No mourning after. There’s still a world to win.
Posted on December 13, 2019
Now is no time for the faint-hearted. Neither is it time for blame.
After such a shocking night, punctuated by only the most fretful of broken naps, I’ll keep it brief. My head might not be at its clearest, but I do know one thing: despair is not an option.
Do not blame workers for how they voted. Angry, frustrated and sometimes beyond hope, the simplistic message of a magic solution to their problems was irresistible. Anyone who now goes down the road of arguing that ‘they’re stupid and they’ll get what they deserve’ is doing so wrong-headedly.

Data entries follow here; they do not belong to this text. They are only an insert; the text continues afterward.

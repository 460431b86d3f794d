use crate::{
    auth::api_keys::{ApiKeyStore, API_KEY_PREFIX},
    auth::jwt::JwtAccessTokenService,
    error::{ApiError, ErrorCode},
};
use axum::{
    extract::{Request, State},
    http::header::AUTHORIZATION,
    middleware::Next,
    response::{IntoResponse, Response},
};
use std::sync::Arc;
use uuid::Uuid;
use vellum_common::types::Scope;

/// The identity resolved by [`require_bearer_auth`], available to
/// handlers as a request extension.
#[derive(Debug, Clone, PartialEq, Eq)]
pub struct AuthenticatedCaller {
    pub user_id: Uuid,
    /// Set when the caller authenticated with an API key rather than a JWT.
    pub key_id: Option<Uuid>,
    pub scopes: Vec<Scope>,
}

impl AuthenticatedCaller {
    pub fn has_scope(&self, scope: Scope) -> bool {
        self.scopes.contains(&scope)
    }
}

/// Shared state for the bearer-auth middleware.
#[derive(Clone)]
pub struct AuthState {
    pub jwt: Arc<JwtAccessTokenService>,
    pub api_keys: ApiKeyStore,
}

/// Bearer-token middleware covering both credential kinds: tokens with
/// the `vk_` prefix are resolved through the API key store, everything
/// else is validated as a JWT access token.
pub async fn require_bearer_auth(
    State(auth): State<AuthState>,
    mut request: Request,
    next: Next,
) -> Response {
    let token = match request
        .headers()
        .get(AUTHORIZATION)
        .and_then(|value| value.to_str().ok())
        .and_then(extract_bearer_token)
    {
        Some(token) => token,
        None => return unauthorized_response("missing bearer token"),
    };

    let caller = if token.starts_with(API_KEY_PREFIX) {
        match auth.api_keys.validate(token).await {
            Ok(grant) => AuthenticatedCaller {
                user_id: grant.user_id,
                key_id: Some(grant.key_id),
                scopes: grant.scopes,
            },
            Err(_) => return unauthorized_response("invalid api key"),
        }
    } else {
        match auth.jwt.validate_access_token(token) {
            Ok(grant) => AuthenticatedCaller {
                user_id: grant.user_id,
                key_id: None,
                scopes: grant.scopes,
            },
            Err(_) => return unauthorized_response("invalid bearer token"),
        }
    };

    request.extensions_mut().insert(caller);

    next.run(request).await
}

fn extract_bearer_token(value: &str) -> Option<&str> {
    let (scheme, token) = value.split_once(' ')?;

    if !scheme.eq_ignore_ascii_case("Bearer") {
        return None;
    }

    let token = token.trim();
    if token.is_empty() {
        return None;
    }

    Some(token)
}

fn unauthorized_response(message: &'static str) -> Response {
    ApiError::new(ErrorCode::AuthInvalidToken, message).into_response()
}

/// Reject the request unless the caller's credential carries `scope`.
pub fn require_scope(caller: &AuthenticatedCaller, scope: Scope) -> Result<(), ApiError> {
    if caller.has_scope(scope) {
        Ok(())
    } else {
        Err(ApiError::new(
            ErrorCode::AuthForbidden,
            format!("credential is missing the '{scope}' scope"),
        ))
    }
}

#[cfg(test)]
mod tests {
    use super::{require_bearer_auth, require_scope, AuthState, AuthenticatedCaller};
    use crate::auth::api_keys::ApiKeyStore;
    use crate::auth::jwt::JwtAccessTokenService;
    use axum::{
        body::Body,
        extract::Extension,
        http::{header::AUTHORIZATION, Request, StatusCode},
        middleware,
        routing::get,
        Router,
    };
    use std::sync::Arc;
    use tower::ServiceExt;
    use uuid::Uuid;
    use vellum_common::types::Scope;

    const TEST_SECRET: &str = "vellum_test_secret_that_is_definitely_long_enough";

    fn auth_state() -> AuthState {
        AuthState {
            jwt: Arc::new(JwtAccessTokenService::new(TEST_SECRET).expect("service")),
            api_keys: ApiKeyStore::in_memory(),
        }
    }

    fn protected_app(auth: AuthState) -> Router {
        Router::new()
            .route(
                "/protected",
                get(|Extension(caller): Extension<AuthenticatedCaller>| async move {
                    format!("{}:{}", caller.user_id, caller.key_id.is_some())
                }),
            )
            .layer(middleware::from_fn_with_state(auth, require_bearer_auth))
    }

    #[tokio::test]
    async fn rejects_requests_without_bearer_token() {
        let app = protected_app(auth_state());

        let response = app
            .oneshot(
                Request::builder()
                    .uri("/protected")
                    .body(Body::empty())
                    .expect("request should build"),
            )
            .await
            .expect("request should return a response");

        assert_eq!(response.status(), StatusCode::UNAUTHORIZED);
    }

    #[tokio::test]
    async fn rejects_requests_with_invalid_bearer_token() {
        let app = protected_app(auth_state());

        let response = app
            .oneshot(
                Request::builder()
                    .uri("/protected")
                    .header(AUTHORIZATION, "Bearer invalid-token")
                    .body(Body::empty())
                    .expect("request should build"),
            )
            .await
            .expect("request should return a response");

        assert_eq!(response.status(), StatusCode::UNAUTHORIZED);
    }

    #[tokio::test]
    async fn injects_caller_for_valid_jwt() {
        let auth = auth_state();
        let user_id = Uuid::new_v4();
        let token =
            auth.jwt.issue_access_token(user_id, &Scope::ALL).expect("token should be issued");

        let response = protected_app(auth)
            .oneshot(
                Request::builder()
                    .uri("/protected")
                    .header(AUTHORIZATION, format!("Bearer {token}"))
                    .body(Body::empty())
                    .expect("request should build"),
            )
            .await
            .expect("request should return a response");

        assert_eq!(response.status(), StatusCode::OK);
    }

    #[tokio::test]
    async fn injects_caller_for_valid_api_key() {
        let auth = auth_state();
        let user_id = Uuid::new_v4();
        let (_, plaintext) = auth
            .api_keys
            .mint(user_id, "test key".into(), vec![Scope::Read], None)
            .await
            .expect("mint should succeed");

        let response = protected_app(auth)
            .oneshot(
                Request::builder()
                    .uri("/protected")
                    .header(AUTHORIZATION, format!("Bearer {plaintext}"))
                    .body(Body::empty())
                    .expect("request should build"),
            )
            .await
            .expect("request should return a response");

        assert_eq!(response.status(), StatusCode::OK);
    }

    #[tokio::test]
    async fn rejects_revoked_api_key() {
        let auth = auth_state();
        let user_id = Uuid::new_v4();
        let (record, plaintext) = auth
            .api_keys
            .mint(user_id, "test key".into(), vec![Scope::Read], None)
            .await
            .expect("mint should succeed");
        auth.api_keys.revoke(user_id, record.id).await.expect("revoke should succeed");

        let response = protected_app(auth)
            .oneshot(
                Request::builder()
                    .uri("/protected")
                    .header(AUTHORIZATION, format!("Bearer {plaintext}"))
                    .body(Body::empty())
                    .expect("request should build"),
            )
            .await
            .expect("request should return a response");

        assert_eq!(response.status(), StatusCode::UNAUTHORIZED);
    }

    #[test]
    fn require_scope_checks_credential_scopes() {
        let caller = AuthenticatedCaller {
            user_id: Uuid::new_v4(),
            key_id: None,
            scopes: vec![Scope::Read],
        };
        assert!(require_scope(&caller, Scope::Read).is_ok());
        assert!(require_scope(&caller, Scope::Write).is_err());
    }
}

When – and it will be ‘when’ and not ‘if’ – the Tories demonstrate by their actions that they do not have the interests of working people at heart, it’s no good anyone telling them ‘I told you so.’
Similarly, placing the blame on Corbyn and Corbynism won’t wash. Anyone who denies that Jeremy was an ‘issue’ on the doorstep must have cloth ears. On my watch he was, variously, a terrorist sympathiser who wanted to take away any income above £40k and a drip who wanted to turn this country into Cuba. It goes without saying that he’s an anti-Semite, but now, fortunately for everyone, anti-Semitism will immediately disappear as a threat in society when he steps down as leader of the Labour Party.

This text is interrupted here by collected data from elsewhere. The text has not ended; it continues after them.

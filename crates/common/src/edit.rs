// In-place text editing primitives for artifact content.
//
// These are pure string transforms: the artifact store loads the current
// content, applies one of these, and writes the result back through the
// normal versioned-update path. Matching is exact (whitespace included)
// and non-overlapping, left to right.

use thiserror::Error;

/// Maximum number of matching lines enumerated in an ambiguity error.
const AMBIGUITY_CONTEXT_LINES: usize = 3;
/// Matching lines are truncated to this many characters in error context.
const AMBIGUITY_LINE_MAX_CHARS: usize = 80;

#[derive(Debug, Clone, Error, PartialEq, Eq)]
pub enum EditError {
    #[error("old_string cannot be empty")]
    EmptyNeedle,
    #[error("string not found in content")]
    NoMatch,
    #[error("string appears {occurrences} times; {}", .context.join(", "))]
    AmbiguousMatch { occurrences: usize, context: Vec<String> },
    #[error("line number {line} out of range (valid range is 1..={max})")]
    LineOutOfRange { line: usize, max: usize },
}

/// Replaces up to `limit` occurrences of `old` with `new` (all when
/// `limit` is `None`). Returns the modified content and the number of
/// replacements actually made.
pub fn find_and_replace(
    content: &str,
    old: &str,
    new: &str,
    limit: Option<usize>,
) -> Result<(String, usize), EditError> {
    if old.is_empty() {
        return Err(EditError::EmptyNeedle);
    }

    let occurrences = count_occurrences(content, old);
    if occurrences == 0 {
        return Err(EditError::NoMatch);
    }

    let replacements = limit.map_or(occurrences, |limit| limit.min(occurrences));
    Ok((content.replacen(old, new, replacements), replacements))
}

/// Inserts `text` as a new line immediately before the existing line at
/// 1-based `line_number`. `line_number == total_lines + 1` appends as a
/// new final line.
pub fn insert_at_line(content: &str, line_number: usize, text: &str) -> Result<String, EditError> {
    let mut lines: Vec<&str> = content.split('\n').collect();
    let max = lines.len() + 1;

    if line_number == 0 || line_number > max {
        return Err(EditError::LineOutOfRange { line: line_number, max });
    }

    lines.insert(line_number - 1, text);
    Ok(lines.join("\n"))
}

/// Checks that `needle` occurs in `content`, and — unless
/// `allow_multiple` is set — occurs exactly once. Returns the occurrence
/// count. The ambiguity error enumerates up to three matching lines so
/// the caller can widen its anchor.
pub fn validate_unique_match(
    content: &str,
    needle: &str,
    allow_multiple: bool,
) -> Result<usize, EditError> {
    if needle.is_empty() {
        return Err(EditError::EmptyNeedle);
    }

    let occurrences = count_occurrences(content, needle);
    if occurrences == 0 {
        return Err(EditError::NoMatch);
    }
    if occurrences > 1 && !allow_multiple {
        return Err(EditError::AmbiguousMatch {
            occurrences,
            context: ambiguity_context(content, needle),
        });
    }

    Ok(occurrences)
}

fn count_occurrences(content: &str, needle: &str) -> usize {
    content.matches(needle).count()
}

fn ambiguity_context(content: &str, needle: &str) -> Vec<String> {
    let matching_lines: Vec<(usize, &str)> = content
        .lines()
        .enumerate()
        .filter(|(_, line)| line.contains(needle))
        .map(|(index, line)| (index + 1, line))
        .collect();

    let mut context: Vec<String> = matching_lines
        .iter()
        .take(AMBIGUITY_CONTEXT_LINES)
        .map(|(number, line)| format!("line {number}: {}", truncate_chars(line, AMBIGUITY_LINE_MAX_CHARS)))
        .collect();

    if matching_lines.len() > AMBIGUITY_CONTEXT_LINES {
        context.push(format!("+{} more", matching_lines.len() - AMBIGUITY_CONTEXT_LINES));
    }

    context
}

fn truncate_chars(value: &str, max_chars: usize) -> String {
    value.chars().take(max_chars).collect()
}
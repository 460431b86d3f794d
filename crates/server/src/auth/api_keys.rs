// API key issuance and validation.
//
// Keys are `vk_` + 32 url-safe base64 chars. The plaintext is returned
// exactly once at mint time; storage keeps an argon2 hash for verification
// plus a sha256 hex digest of the first 16 chars for indexed lookup.

use std::collections::HashMap;
use std::sync::Arc;

use argon2::{
    password_hash::{rand_core::OsRng, PasswordHash, PasswordHasher, PasswordVerifier, SaltString},
    Argon2,
};
use base64::{engine::general_purpose::URL_SAFE_NO_PAD, Engine};
use chrono::{DateTime, Utc};
use rand::RngCore;
use sha2::{Digest, Sha256};
use sqlx::PgPool;
use tokio::sync::RwLock;
use uuid::Uuid;
use vellum_common::types::Scope;

use crate::error::{ApiError, ErrorCode};

/// Maximum number of active (non-revoked) keys per user.
pub const MAX_ACTIVE_KEYS_PER_USER: usize = 10;

/// Prefix on every presented key. Lets the auth middleware route
/// `vk_`-prefixed bearer tokens to this store instead of the JWT path.
pub const API_KEY_PREFIX: &str = "vk_";

/// Maximum length of a key's display name.
pub const KEY_NAME_MAX_CHARS: usize = 100;

const KEY_SECRET_BYTES: usize = 24;
const LOOKUP_PREFIX_CHARS: usize = 16;
const LOOKUP_HASH_CHARS: usize = 16;
const DISPLAY_PREFIX_CHARS: usize = 12;
const DISPLAY_SUFFIX_CHARS: usize = 4;

#[derive(Debug, Clone)]
pub struct ApiKeyRecord {
    pub id: Uuid,
    pub user_id: Uuid,
    pub name: String,
    /// First few chars of the plaintext key, for display in key listings.
    pub key_prefix: String,
    /// Last four chars of the plaintext key, shown alongside the prefix.
    pub last_4: String,
    pub scopes: Vec<Scope>,
    pub created_at: DateTime<Utc>,
    pub expires_at: Option<DateTime<Utc>>,
    pub last_used_at: Option<DateTime<Utc>>,
}
// Input validation helpers.
//
// `ValidatedJson<T>` extractor: content-type check + serde with structured
// error responses instead of Axum's plain-text rejections.

use axum::{
    extract::{rejection::JsonRejection, FromRequest, Request},
    response::{IntoResponse, Response},
    Json,
};
use serde::de::DeserializeOwned;

use crate::error::{ApiError, ErrorCode};

/// Maximum request body in bytes (1 MiB), enforced by the
/// `DefaultBodyLimit` layer in main.rs.
pub const MAX_REST_BODY_BYTES: usize = 1024 * 1024;

/// A JSON body extractor that returns a structured `ApiError` on failure.
///
/// Use this instead of `axum::Json<T>` in handlers to get consistent
/// VALIDATION_FAILED error responses.
pub struct ValidatedJson<T>(pub T);

impl<S, T> FromRequest<S> for ValidatedJson<T>
where
    T: DeserializeOwned,
    S: Send + Sync,
    Json<T>: FromRequest<S, Rejection = JsonRejection>,
{
    type Rejection = Response;

    async fn from_request(req: Request, state: &S) -> Result<Self, Self::Rejection> {
        match Json::<T>::from_request(req, state).await {
            Ok(Json(value)) => Ok(ValidatedJson(value)),
            Err(rejection) => {
                let (message, details) = classify_json_rejection(&rejection);
                Err(ApiError::new(ErrorCode::ValidationFailed, message)
                    .with_details(details)
                    .into_response())
            }
        }
    }
}

/// Classify a JSON rejection into a human-readable message and details object.
fn classify_json_rejection(rejection: &JsonRejection) -> (String, serde_json::Value) {
    match rejection {
        JsonRejection::JsonDataError(e) => (
            format!("invalid JSON payload: {e}"),
            serde_json::json!({ "kind": "data_error" }),
        ),
        JsonRejection::JsonSyntaxError(e) => (
            format!("malformed JSON: {e}"),
            serde_json::json!({ "kind": "syntax_error" }),
        ),
        JsonRejection::MissingJsonContentType(_) => (
            "expected Content-Type: application/json".to_string(),
            serde_json::json!({ "kind": "missing_content_type" }),
        ),
        JsonRejection::BytesRejection(e) => (
            format!("request body error: {e}"),
            serde_json::json!({ "kind": "body_error" }),
        ),
        other => (
            format!("request body error: {other}"),
            serde_json::json!({ "kind": "unknown" }),
        ),
    }
}
// Tagged domain-error union for the artifact core.
//
// Transport adapters (REST handlers, MCP tool dispatch) render these
// into their own wire shapes; the core never builds ad hoc error maps.

use thiserror::Error;

use crate::edit::EditError;
use crate::types::{CONTENT_MAX_CHARS, TITLE_MAX_CHARS};

#[derive(Debug, Clone, Error, PartialEq, Eq)]
pub enum DomainError {
    /// Unknown id, an artifact owned by someone else, or an evicted /
    /// never-existing version. Deliberately indistinguishable.
    #[error("artifact or version not found")]
    NotFound,
    #[error("{0}")]
    Validation(String),
    #[error(transparent)]
    Edit(#[from] EditError),
    /// Lost a version-checked compare-and-swap against the store.
    #[error("artifact was modified concurrently; retry the edit")]
    EditConflict,
}

impl DomainError {
    pub fn validation(message: impl Into<String>) -> Self {
        Self::Validation(message.into())
    }
}

pub fn validate_title(title: &str) -> Result<(), DomainError> {
    let chars = title.chars().count();
    if chars == 0 {
        return Err(DomainError::validation("title must not be empty"));
    }
    if chars > TITLE_MAX_CHARS {
        return Err(DomainError::validation(format!(
            "title must not exceed {TITLE_MAX_CHARS} characters"
        )));
    }
    Ok(())
}

pub fn validate_content(content: &str) -> Result<(), DomainError> {
    let chars = content.chars().count();
    if chars == 0 {
        return Err(DomainError::validation("content must not be empty"));
    }
    if chars > CONTENT_MAX_CHARS {
        return Err(DomainError::validation(format!(
            "content must not exceed {CONTENT_MAX_CHARS} characters"
        )));
    }
    Ok(())
}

It’s impossible to think it could have been any other way. When challenged for any evidence of his misdemeanours, no hard evidence was ever forthcoming, but a compelling narrative had been put out there and it stuck. I’ll be careful about what I say here. There is no sensible argument about there being a conspiracy theory, but an inimical right-wing press, a cowed and cowardly BBC, some naked treachery by those who should have been his colleagues and the bare-faced cheek of a shamelessly mendacious Tory campaign made a wall of noise that became impossible to penetrate.
Like I say, no conspiracy theory, but it was always going to be unlikely that the dominant forces in British society were ever going to do anything other than continually discredit the idea of a left-leaning Labour government. Be in no doubt, the EU would have been just as vigorous in its machinations – just ask anyone in Greece.

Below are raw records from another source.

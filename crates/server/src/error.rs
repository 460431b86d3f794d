use std::future::Future;

use axum::{
    http::{header::HeaderMap, HeaderValue, StatusCode},
    response::{IntoResponse, Response},
    Json,
};
use serde_json::{json, Value};
use uuid::Uuid;
use vellum_common::{edit::EditError, error::DomainError};

pub const REQUEST_ID_HEADER: &str = "x-request-id";

tokio::task_local! {
    static REQUEST_ID: String;
}

#[derive(Debug, Clone, Copy, PartialEq, Eq)]
pub enum ErrorCode {
    ValidationFailed,
    AuthInvalidToken,
    AuthForbidden,
    NotFound,
    NoMatch,
    AmbiguousMatch,
    LineOutOfRange,
    EditConflict,
    InternalError,
}

impl ErrorCode {
    pub const fn as_str(self) -> &'static str {
        match self {
            Self::ValidationFailed => "VALIDATION_FAILED",
            Self::AuthInvalidToken => "AUTH_INVALID_TOKEN",
            Self::AuthForbidden => "AUTH_FORBIDDEN",
            Self::NotFound => "NOT_FOUND",
            Self::NoMatch => "NO_MATCH",
            Self::AmbiguousMatch => "AMBIGUOUS_MATCH",
            Self::LineOutOfRange => "LINE_OUT_OF_RANGE",
            Self::EditConflict => "EDIT_CONFLICT",
            Self::InternalError => "INTERNAL_ERROR",
        }
    }

    pub const fn status(self) -> StatusCode {
        match self {
            Self::ValidationFailed => StatusCode::BAD_REQUEST,
            Self::AuthInvalidToken => StatusCode::UNAUTHORIZED,
            Self::AuthForbidden => StatusCode::FORBIDDEN,
            Self::NotFound => StatusCode::NOT_FOUND,
            Self::NoMatch => StatusCode::CONFLICT,
            Self::AmbiguousMatch => StatusCode::CONFLICT,
            Self::LineOutOfRange => StatusCode::BAD_REQUEST,
            Self::EditConflict => StatusCode::CONFLICT,
            Self::InternalError => StatusCode::INTERNAL_SERVER_ERROR,
        }
    }

    pub const fn retryable(self) -> bool {
        matches!(self, Self::EditConflict | Self::InternalError)
    }

    pub const fn default_message(self) -> &'static str {
        match self {
            Self::ValidationFailed => "request validation failed",
            Self::AuthInvalidToken => "invalid authentication credential",
            Self::AuthForbidden => "caller lacks required scope",
            Self::NotFound => "requested resource not found",
            Self::NoMatch => "string not found in artifact content",
            Self::AmbiguousMatch => "string matches more than once; widen the anchor",
            Self::LineOutOfRange => "line number outside the content",
            Self::EditConflict => "artifact was modified concurrently",
            Self::InternalError => "internal server error",
        }
    }
}

#[derive(Debug, Clone)]
pub struct ApiError {
    code: ErrorCode,
    message: String,
    details: Value,
    request_id: Option<String>,
}

impl ApiError {
    pub fn new(code: ErrorCode, message: impl Into<String>) -> Self {
        Self { code, message: message.into(), details: json!({}), request_id: None }
    }

    pub fn from_code(code: ErrorCode) -> Self {
        Self::new(code, code.default_message())
    }

    pub fn internal(error: anyhow::Error) -> Self {
        tracing::error!(error = ?error, "internal api error");
        Self::from_code(ErrorCode::InternalError)
    }

    pub fn with_details(mut self, details: Value) -> Self {
        self.details = details;
        self
    }

    pub fn code(&self) -> ErrorCode {
        self.code
    }

    pub fn message(&self) -> &str {
        &self.message
    }

    pub fn details(&self) -> &Value {
        &self.details
    }
}

/// Renders a core domain failure as its transport-level error. This is
/// the single mapping both the REST handlers and the MCP tool dispatch
/// go through.
impl From<DomainError> for ApiError {
    fn from(error: DomainError) -> Self {
        match error {
            DomainError::NotFound => Self::from_code(ErrorCode::NotFound),
            DomainError::Validation(message) => Self::new(ErrorCode::ValidationFailed, message),
            DomainError::EditConflict => Self::from_code(ErrorCode::EditConflict),
            DomainError::Edit(edit) => match &edit {
                EditError::EmptyNeedle => {
                    Self::new(ErrorCode::ValidationFailed, edit.to_string())
                }
                EditError::NoMatch => Self::from_code(ErrorCode::NoMatch),
                EditError::AmbiguousMatch { occurrences, context } => {
                    Self::new(ErrorCode::AmbiguousMatch, edit.to_string()).with_details(json!({
                        "occurrences": occurrences,
                        "matches": context,
                    }))
                }
                EditError::LineOutOfRange { line, max } => {
                    Self::new(ErrorCode::LineOutOfRange, edit.to_string())
                        .with_details(json!({ "line": line, "max": max }))
                }
            },
        }
    }
}

impl IntoResponse for ApiError {
    fn into_response(self) -> Response {
        let request_id = self.request_id.or_else(current_request_id);

        let mut response = (
            self.code.status(),
            Json(json!({
                "error": {
                    "code": self.code.as_str(),
                    "message": self.message,
                    "retryable": self.code.retryable(),
                    "request_id": request_id.clone(),
                    "details": self.details,
                }
            })),
        )
            .into_response();

        if let Some(request_id) = request_id {
            attach_request_id_header(&mut response, &request_id);
        }

        response
    }
}

pub async fn with_request_id_scope<F>(request_id: String, future: F) -> F::Output
where
    F: Future,
{
    REQUEST_ID.scope(request_id, future).await
}

pub fn current_request_id() -> Option<String> {
    REQUEST_ID.try_with(Clone::clone).ok()
}

pub fn request_id_from_headers_or_generate(headers: &HeaderMap) -> String {
    headers
        .get(REQUEST_ID_HEADER)
        .and_then(|value| value.to_str().ok())
        .filter(|value| !value.trim().is_empty())
        .map(ToOwned::to_owned)
        .unwrap_or_else(|| Uuid::new_v4().to_string())
}

pub fn attach_request_id_header(response: &mut Response, request_id: &str) {
    if let Ok(header) = HeaderValue::from_str(request_id) {
        response.headers_mut().insert(REQUEST_ID_HEADER, header);
    }
}

#[cfg(test)]
mod tests {
    use axum::{body::to_bytes, http::StatusCode, response::IntoResponse};
    use serde_json::Value;
    use vellum_common::{edit::EditError, error::DomainError};

    use super::{with_request_id_scope, ApiError, ErrorCode};

    #[tokio::test]
    async fn api_error_uses_scoped_request_id() {
        let response = with_request_id_scope("req-scoped-123".to_owned(), async {
            ApiError::from_code(ErrorCode::InternalError).into_response()
        })
        .await;

        assert_eq!(response.status(), StatusCode::INTERNAL_SERVER_ERROR);
        let body = to_bytes(response.into_body(), usize::MAX)
            .await
            .expect("error response body should be readable");
        let parsed: Value =
            serde_json::from_slice(&body).expect("error response body should be valid json");

        assert_eq!(parsed["error"]["code"], "INTERNAL_ERROR");
        assert_eq!(parsed["error"]["retryable"], true);
        assert_eq!(parsed["error"]["request_id"], "req-scoped-123");
    }

    #[tokio::test]
    async fn ambiguous_match_carries_disambiguation_details() {
        let domain = DomainError::Edit(EditError::AmbiguousMatch {
            occurrences: 4,
            context: vec!["line 1: foo".to_owned(), "+3 more".to_owned()],
        });
        let response = ApiError::from(domain).into_response();
        assert_eq!(response.status(), StatusCode::CONFLICT);

        let body = to_bytes(response.into_body(), usize::MAX).await.expect("body");
        let parsed: Value = serde_json::from_slice(&body).expect("json");
        assert_eq!(parsed["error"]["code"], "AMBIGUOUS_MATCH");
        assert_eq!(parsed["error"]["details"]["occurrences"], 4);
        assert_eq!(parsed["error"]["details"]["matches"][0], "line 1: foo");
    }

    #[tokio::test]
    async fn no_match_maps_to_conflict_status() {
        let response = ApiError::from(DomainError::Edit(EditError::NoMatch)).into_response();
        assert_eq!(response.status(), StatusCode::CONFLICT);
    }

    #[tokio::test]
    async fn not_found_hides_ownership_details() {
        let response = ApiError::from(DomainError::NotFound).into_response();
        assert_eq!(response.status(), StatusCode::NOT_FOUND);
        let body = to_bytes(response.into_body(), usize::MAX).await.expect("body");
        let parsed: Value = serde_json::from_slice(&body).expect("json");
        assert_eq!(parsed["error"]["message"], "requested resource not found");
    }
}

So, yes; maybe some blame is due somewhere. But we need to carry on fighting and campaigning – there can be no retreat into docile domesticity or quiet compliance.
The planet continues to burn and supporting the protests against this wanton destruction is vital. Within a very short time, we will see the signs of the low-wage, unregulated economy that is at the heart of the Tory project. We will see workers’ rights and trade union activity under clear and direct attack in a way that we haven’t seen for three decades. Racism and racist attitudes will go unchallenged – encouraged even – by a government that will learn its playbook from Trump and Bannon. Poverty, hunger and homelessness in one of the richest economies in the world will be blamed on the victims themselves.
We can either shrug our shoulders and wring our hands or we can carry on organising resistance and opposition. We still have a world to win. So, it’ll be about dragging ourselves off the sofa, into our workplaces and communities and onto the streets. Inactivity is not an option.